How do we really see the world?

Katalin Illes

Volkswagens misconduct reminds me of the importance of keeping ethical dilemmas and questions about virtues and right morality in the forefront of our minds. The more corrupt the environment the more vital it is to have clarity in our own heads and hearts about our own values, responsibilities and behaviours. It is vital to be conscious and honest about how we see the world.
If we believe that the world is dangerous, volatile, uncertain, complex and ambiguous then we are driven by our fears and our survival instincts. This world view focuses on winning and justifies cutting corners, cheating and telling lies.
If we believe that the Earth is our home, that we share this address with a few billion other human beings then we develop a sense of connectedness to others and a responsibility for our environment.  We start seeing examples of virtuous behaviour, unity, care and agility around us. With this mindset we focus on what is good in the world and use our energy and creativity to make improvements to support the well-being of all.
It is easy to condemn and project our frustration and disappointment onto the car manufacturer. They let us down and deliberately cheated not only us but our already troubled and fragile environment as well. Some of you who read  Jeremy Clarksons views on this matter in the Sunday Times on the 27th of September  might agree with him and suggest that cheating is not a big deal, (according to Clarkson we all do it) so stop tutting and chuckle at VW instead. He believes that cheating is part of life and VW was just unlucky because it was caught with its trousers down.
It is easy both to condemn and to dismiss the worlds biggest car manufacturers deliberate act of rigging emissions tests in its diesel cars. The disaster VW finds itself in looks as murky as the scandals that stained the reputation of the banking industry. By installing defeat device software into  its VW and Audi diesel cars to deliberately fool testers into thinking they polluted far less than they do, has wiped £22bn from the companys value in a few days.
Trust has been lost on different levels and it is too soon to tell whether Volkswagen can ever regain its past good reputation.
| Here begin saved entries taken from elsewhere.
//! Capturing and comparing tool versions.
//!
//! Tool `--version` output is messy; everything funnels through
//! `normalize` before comparison, and anything unparseable counts as
//! incompatible rather than failing the run.

use std::collections::BTreeMap;
use std::sync::Arc;
use std::time::Duration;

use once_cell::sync::Lazy;
use regex::Regex;

use crate::execute::process::{CommandOptions, CommandRunner, SystemProcessRunner};

static VERSION_PATTERN: Lazy<Regex> =
    Lazy::new(|| Regex::new(r"(\d+(?:\.\d+)+)").expect("version pattern"));

const CAPTURE_TIMEOUT: Duration = Duration::from_secs(30);

pub struct VersionResolver {
    runner: Arc<dyn CommandRunner>,
}

impl std::fmt::Debug for VersionResolver {
    fn fmt(&self, f: &mut std::fmt::Formatter<'_>) -> std::fmt::Result {
        f.debug_struct("VersionResolver").finish()
    }
}

impl Default for VersionResolver {
    fn default() -> Self {
        Self::new()
    }
}

impl VersionResolver {
    pub fn new() -> Self {
        Self {
            runner: Arc::new(SystemProcessRunner),
        }
    }

    pub fn with_runner(runner: Arc<dyn CommandRunner>) -> Self {
        Self { runner }
    }

    /// Run a version command and return the normalized version from its
    /// first output line, or `None` on any failure.
    pub async fn capture(
        &self,
        command: &[String],
        env: Option<&BTreeMap<String, String>>,
    ) -> Option<String> {
        let options = CommandOptions {
            env: env.cloned().unwrap_or_default(),
            timeout: Some(CAPTURE_TIMEOUT),
            ..CommandOptions::default()
        };
        let output = self.runner.run(command, &options).await.ok()?;
        if output.returncode != 0 {
            return None;
        }
        let text = if output.stdout.trim().is_empty() {
            output.stderr
        } else {
            output.stdout
        };
        let first_line = text.lines().next()?.trim();
        self.normalize(first_line)
    }

    /// Extract the dotted version embedded in `raw`, or `None` when no
    /// comparable version can be recovered.
    pub fn normalize(&self, raw: &str) -> Option<String> {
        let trimmed = raw.trim();
        if trimmed.is_empty() {
            return None;
        }
        let candidate = VERSION_PATTERN
            .captures(trimmed)
            .and_then(|captures| captures.get(1))
            .map(|m| m.as_str())
            .unwrap_or(trimmed);
        loose_version(candidate).map(|_| candidate.to_string())
    }

    /// `actual >= expected` under loose parsing. A missing expectation
    /// always passes; a missing or malformed actual never does.
    pub fn is_compatible(&self, actual: Option<&str>, expected: Option<&str>) -> bool {
        let Some(expected) = expected else {
            return true;
        };
        let Some(actual) = actual else {
            return false;
        };
        match (loose_version(actual), loose_version(expected)) {
            (Some(actual), Some(expected)) => actual >= expected,
            _ => false,
        }
    }
}

/// Parse a possibly short version ("1.2", "v0.4") into a semver value by
/// padding missing components with zero. Components beyond the patch
/// level are ignored.
fn loose_version(text: &str) -> Option<semver::Version> {
    let trimmed = text.trim().trim_start_matches('v');
    if let Ok(version) = semver::Version::parse(trimmed) {
        return Some(version);
    }
    let mut components = trimmed.split('.');
    let major: u64 = components.next()?.parse().ok()?;
    let minor: u64 = match components.next() {
        Some(part) => part.parse().ok()?,
        None => 0,
    };
    let patch: u64 = match components.next() {
        Some(part) => part.parse().ok()?,
        None => 0,
    };
    Some(semver::Version::new(major, minor, patch))
}

#[cfg(test)]
mod tests {
    use super::*;
    use anyhow::Result;
    use async_trait::async_trait;
    use crate::execute::process::CommandOutput;

    struct CannedRunner {
        stdout: String,
        returncode: i32,
    }

    #[async_trait]
    impl CommandRunner for CannedRunner {
        async fn run(&self, _argv: &[String], _options: &CommandOptions) -> Result<CommandOutput> {
            Ok(CommandOutput {
                returncode: self.returncode,
                stdout: self.stdout.clone(),
                stderr: String::new(),
                timed_out: false,
            })
        }
    }

    #[test]
    fn normalize_extracts_dotted_versions() {
        let resolver = VersionResolver::new();
        assert_eq!(
            resolver.normalize("ruff 0.6.4 (linux)"),
            Some("0.6.4".to_string())
        );
        assert_eq!(resolver.normalize("v1.2"), Some("1.2".to_string()));
        assert_eq!(resolver.normalize("no digits here"), None);
        assert_eq!(resolver.normalize(""), None);
    }

    #[test]
    fn compatibility_is_at_least_semantics() {
        let resolver = VersionResolver::new();
        assert!(resolver.is_compatible(Some("1.2.3"), Some("1.2.0")));
        assert!(resolver.is_compatible(Some("1.2"), Some("1.2")));
        assert!(!resolver.is_compatible(Some("1.1"), Some("1.2")));
        assert!(resolver.is_compatible(Some("2.0"), None));
        assert!(!resolver.is_compatible(None, Some("1.0")));
    }

    #[test]
    fn malformed_versions_are_incompatible_not_errors() {
        let resolver = VersionResolver::new();
        assert!(!resolver.is_compatible(Some("nightly"), Some("1.0")));
        assert!(!resolver.is_compatible(Some("1.0"), Some("garbage")));
    }

    #[tokio::test]
    async fn capture_reads_the_first_line() {
        let resolver = VersionResolver::with_runner(Arc::new(CannedRunner {
            stdout: "tool 3.11.2\nextra noise\n".to_string(),
            returncode: 0,
        }));
        let version = resolver
            .capture(&["tool".to_string(), "--version".to_string()], None)
            .await;
        assert_eq!(version, Some("3.11.2".to_string()));
    }

    #[tokio::test]
    async fn capture_treats_nonzero_exit_as_unknown() {
        let resolver = VersionResolver::with_runner(Arc::new(CannedRunner {
            stdout: "1.0.0".to_string(),
            returncode: 2,
        }));
        let version = resolver.capture(&["tool".to_string()], None).await;
        assert_eq!(version, None);
    }
}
Who is responsible for such a colossal mistake? Was it only a handful of individuals who invented a software and decided to install it into 11 million vehicles without authorisation?  Or was the cheating part of the overall, secret strategy agreed by senior position holders to support financial gains and enhance the companys global position? There is no point speculating. Volkswagen promised to do a thorough investigation and time will tell what shall be revealed and what information will get into the public domain about the cheating, the lies and the failure of leadership.
We could consider the various position holders at VW and analyse how well or not they demonstrated leadership. However, I find it much more meaningful if we take this case as an opportunity for self-reflection and self-examination. How well do we measure up? Do we cut corners and focus mainly on our own survival, our personal gain and advantage? Do we take responsibility for our actions and the actions of colleagues around us?  Do we appreciate the contribution of others and help them grow?  When we make decisions do we consider the wellbeing of all (even if we do not know them personally)? Do we think about the long-term impact of our actions on the environment and on the life of future generations?
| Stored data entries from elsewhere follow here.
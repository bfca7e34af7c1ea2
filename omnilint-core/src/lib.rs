//! omnilint execution engine.
//!
//! The engine turns a resolved [`omnilint_config::Config`] plus a
//! [`catalog::ToolRegistry`] into a [`outcome::RunResult`]: it discovers
//! candidate files, plans a phase-ordered tool selection, materializes
//! runnable commands per ecosystem, executes them with bounded
//! parallelism, normalizes tool output into canonical diagnostics, and
//! caches outcomes by input fingerprint.

pub mod catalog;
pub mod diagnostics;
pub mod discovery;
pub mod error;
pub mod execute;
pub mod logging;
pub mod outcome;
pub mod runtime;
pub mod selection;

pub use catalog::{
    CommandBuilder, Installer, InternalOutcome, InternalRunner, OutputParser, Phase, RuntimeKind,
    StaticCommand, ToolAction, ToolContext, ToolDefinition, ToolRegistry,
};
pub use diagnostics::{Diagnostic, DiagnosticNormalizer, RawDiagnostic, Severity};
pub use error::EngineError;
pub use execute::orchestrator::{FetchedTool, Orchestrator, OrchestratorHooks};
pub use execute::process::{CommandOptions, CommandOutput, CommandRunner, SystemProcessRunner};
pub use execute::ResultCache;
pub use logging::{Logger, TracingLogger};
pub use outcome::{ExitCategory, RunResult, ToolOutcome, TIMEOUT_RETURNCODE};
pub use runtime::{
    CommandPreparer, CommandSource, PreparationRequest, PreparedCommand, ToolCacheLayout,
    ToolPreparer, VersionResolver,
};
pub use selection::{
    SelectionContext, SelectionResult, ToolDecision, ToolFamily, ToolSelector,
};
A lot will change in Volkswagen in the months and years to come. It is important to remember that change does not happen in the abstract.  Lasting change requests a new outlook and personal commitment to a different kind of behaviour.  I propose that we can change when we have our own insight through experiences, questions and reflection. When we understand why the behavioural change is important for us personally. If we want lasting change we need to change our mindset and align our beliefs to the new behaviour. We need to master the new behaviour and own it by generating a personal version of the knowledge and apply it habitually. We are ready to help the change process of others only when we embody and live the new behaviour.
The search for good leaders, the desire for personal wellbeing, the search for meaning and how to live a good life have been with us throughout the ages. The wisdom traditions give us clear guidance on how to live and lead well.  Aristotle for example defines virtues as conscious habits that we do. We learn them through education and role models and when we continuously practice them they become an integral part of who we are (Aristotle, Nichomachean ethics, Bk. 2.5). His ideas from 2,500 years ago resonate well with the neuroscience supported process of successful behavioural change.

 Trusted leaders are the guardians of the values of the organisation. They release the energy of people and enlarge the human and intellectual capital of the employees. In a trusting environment when we are committed to our shared purpose we play active roles both as leaders and as followers.  Authentic leaders know themselves and this helps them to be effective and moral (Walumbwa et al. 2008) and lead by example.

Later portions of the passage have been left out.